The world’s top aerospace giants announced a 20-billion-dollar slew of orders on Monday as the industry hawked its latest jets on the first day of the Paris International Air Show.
Under heavy grey skies, duelling giants Airbus and Boeing gathered with more than 2,000 smaller aerospace suppliers to woo airlines at the first Le Bourget show since global economies began to recover from the financial crisis.
French-based Airbus, owned by European high-tech giant EADS, was on home turf and flying high on the back of Asian orders for its new fuel-efficient A320neo worth more than $10 billion.
And the first day brought more good news for the company, with firm orders for 142 planes, most of them for the small but cutting edge A320neo, for an estimated total of $15.1 billion dollars (10.5 billion euros).
But Boeing also had a good opening, selling 22 planes for $3.435 billion.
The biggest customers were the giant US jet leasing firms ALC and Gecas, renewing their fleets, the Scandinavian SAS and fast-growing Gulf carriers Qatar and Saudi Airlines.
And the American firm scored a point when Qatar expressed its disappointment during the signing ceremony over Airbus’ two-year delay in its A350 long-haul carrier which the Gulf company has ordered in large numbers.
Airbus was put on the back foot when one of its flagship A380 superjumbos clipped a structure by the taxiway on arrival Sunday, meaning it could not make the demonstration flights which provide the “wow factor” at the show.
Honour was partly restored when a Korean Airlines A380 stepped up to perform a fly-past, its elegant sky-blue fuselage curving gracefully through the clouds over the historic airfield as thousands looked on in awe.

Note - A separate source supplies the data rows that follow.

use std::collections::VecDeque;

use tracing::{debug, info, warn};

use crate::codec::{CorrelationToken, Outbound};
use crate::host::Expansion;

use super::job::{JobPhase, PlaylistJob};

/// Default cap on in-flight member tasks for the active playlist.
pub const DEFAULT_MAX_BATCH: usize = 5;

/// Work the orchestrator asks the engine to carry out.
#[derive(Debug, Clone, PartialEq)]
pub enum PlaylistAction {
    /// Ask the host to expand this playlist.
    Expand { playlist: String },
    /// Submit a member link as a task owned by `playlist`.
    Submit { playlist: String, link: String },
    /// Send a report to the controller.
    Report(Outbound),
}

/// FIFO queue of playlist jobs; the front job is the active one.
#[derive(Debug)]
pub struct PlaylistOrchestrator {
    max_batch: usize,
    queue: VecDeque<PlaylistJob>,
}

impl Default for PlaylistOrchestrator {
    fn default() -> Self {
        Self::new(DEFAULT_MAX_BATCH)
    }
}

impl PlaylistOrchestrator {
    pub fn new(max_batch: usize) -> Self {
        Self {
            max_batch: max_batch.max(1),
            queue: VecDeque::new(),
        }
    }

    /// Queue a playlist. Returns false if it is already queued or active.
    pub fn submit(
        &mut self,
        url: &str,
        token: CorrelationToken,
        out: &mut Vec<PlaylistAction>,
    ) -> bool {
        if self.queue.iter().any(|job| job.url() == url) {
            debug!(playlist = url, "playlist already queued");
            return false;
        }
        self.queue.push_back(PlaylistJob::new(url, token));
        debug!(playlist = url, queued = self.queue.len(), "playlist queued");
        if self.queue.len() == 1 {
            self.start_front(out);
        }
        true
    }

    /// Host finished (or failed) expanding `playlist`.
    pub fn on_expanded(
        &mut self,
        playlist: &str,
        result: Result<Expansion, String>,
        out: &mut Vec<PlaylistAction>,
    ) {
        let expecting = self
            .queue
            .front()
            .is_some_and(|job| job.url() == playlist && job.phase() == JobPhase::Expanding);
        if !expecting {
            debug!(playlist, "stale expansion result dropped");
            return;
        }

        match result {
            Err(reason) => {
                warn!(playlist, %reason, "playlist expansion failed");
                if let Some(job) = self.queue.pop_front() {
                    out.push(PlaylistAction::Report(job.into_failure(reason)));
                }
                self.start_front(out);
            }
            Ok(expansion) => {
                if let Some(job) = self.queue.front_mut() {
                    job.load(expansion);
                    info!(playlist, members = job.members().len(), "playlist expanded");
                }
                self.fill_window(out);
                self.finish_if_done(out);
            }
        }
    }

    /// A member task of `playlist` completed.
    pub fn on_task_complete(
        &mut self,
        playlist: &str,
        link: &str,
        collected: Vec<String>,
        out: &mut Vec<PlaylistAction>,
    ) {
        let Some(job) = self
            .queue
            .front_mut()
            .filter(|job| job.url() == playlist && job.phase() == JobPhase::Draining)
        else {
            debug!(playlist, link, "completion for inactive playlist dropped");
            return;
        };
        if !job.finish_member(link, collected) {
            debug!(playlist, link, "completion for a link not in flight dropped");
            return;
        }
        debug!(
            playlist,
            link,
            done = job.done_count(),
            total = job.members().len(),
            "playlist member done"
        );
        self.fill_window(out);
        self.finish_if_done(out);
    }

    /// Submit unsubmitted members until the window is full.
    fn fill_window(&mut self, out: &mut Vec<PlaylistAction>) {
        let Some(job) = self.queue.front_mut() else {
            return;
        };
        while job.in_flight_count() < self.max_batch {
            let Some(link) = job.take_next() else {
                break;
            };
            out.push(PlaylistAction::Submit {
                playlist: job.url().to_string(),
                link,
            });
        }
    }

    fn finish_if_done(&mut self, out: &mut Vec<PlaylistAction>) {
        if !self.queue.front().is_some_and(PlaylistJob::is_finished) {
            return;
        }
        if let Some(job) = self.queue.pop_front() {
            info!(playlist = job.url(), links = job.members().len(), "playlist fetched");
            out.push(PlaylistAction::Report(job.into_report()));
        }
        self.start_front(out);
    }

    fn start_front(&mut self, out: &mut Vec<PlaylistAction>) {
        if let Some(job) = self.queue.front() {
            debug!(playlist = job.url(), "expanding playlist");
            out.push(PlaylistAction::Expand {
                playlist: job.url().to_string(),
            });
        }
    }

    /// Discard every queued job. Returns how many were dropped.
    pub fn shutdown(&mut self) -> usize {
        let dropped = self.queue.len();
        self.queue.clear();
        dropped
    }

    pub fn max_batch(&self) -> usize {
        self.max_batch
    }

    pub fn active(&self) -> Option<&PlaylistJob> {
        self.queue.front()
    }

    pub fn queued_len(&self) -> usize {
        self.queue.len()
    }
}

Boeing had brought along its 747-8 Intercontinental, allowing the longer, modernised version of its trademark jumbo jet to make its international debut in great style on its rival’s doorstep.
Meanwhile, the world’s third largest planemaker, Embraer of Brazil made a splash with orders worth $1.7 billion (1.19 billion euros) from airlines in Indonesia, Kazakhstan and Kenya for 39 of its 70-120 seat regional jets.
“It’s a truly remarkable achievement, given that we’ve reached 1,000 orders only seven years after our first delivery,” the company said.
Separately, ATR, a joint venture of EADS and Italy’s Alenia which produces regional jets, said US leasing giant GE Capital Aviation Services would buy 15 of its ATR 72-600 series and take an option on 15 more for $680 million.
ATR hopes that by the end of the week its new orders for 2011 will total two billion dollars and confirm that it leads the regional jet market alongside Canadian rival Bombardier.
Jim Albaugh, head of Boeing’s commercial aircraft operations, said the market was coming back strongly while noting that smaller firms from emerging countries such as China and Brazil were beginning to make an impact.
“Traffic is coming back in very strong fashion,” Albaugh told a briefing, adding that the days of the Airbus-Boeing “duopoly” was over.
The stakes are high. Last week, Boeing said 33,500 planes worth $4.0 trillion (2.8 trillion euros) would be needed over the next 20 years.
The business of the event will be dominated by commercial aviation, the military market depressed by government spending cutbacks, but the scientific star of the show will be a unique solar-powered plane, the Solar Impulse.
Opening the festival, France’s President Nicolas Sarkozy urged France’s private defence contractors — firms in which the state holds large but not majority stakes — to work more closely together.
“Only one strategy is possible, to meet the challenge of globalisation in being more innovative, more imaginative and more competitive,” he said.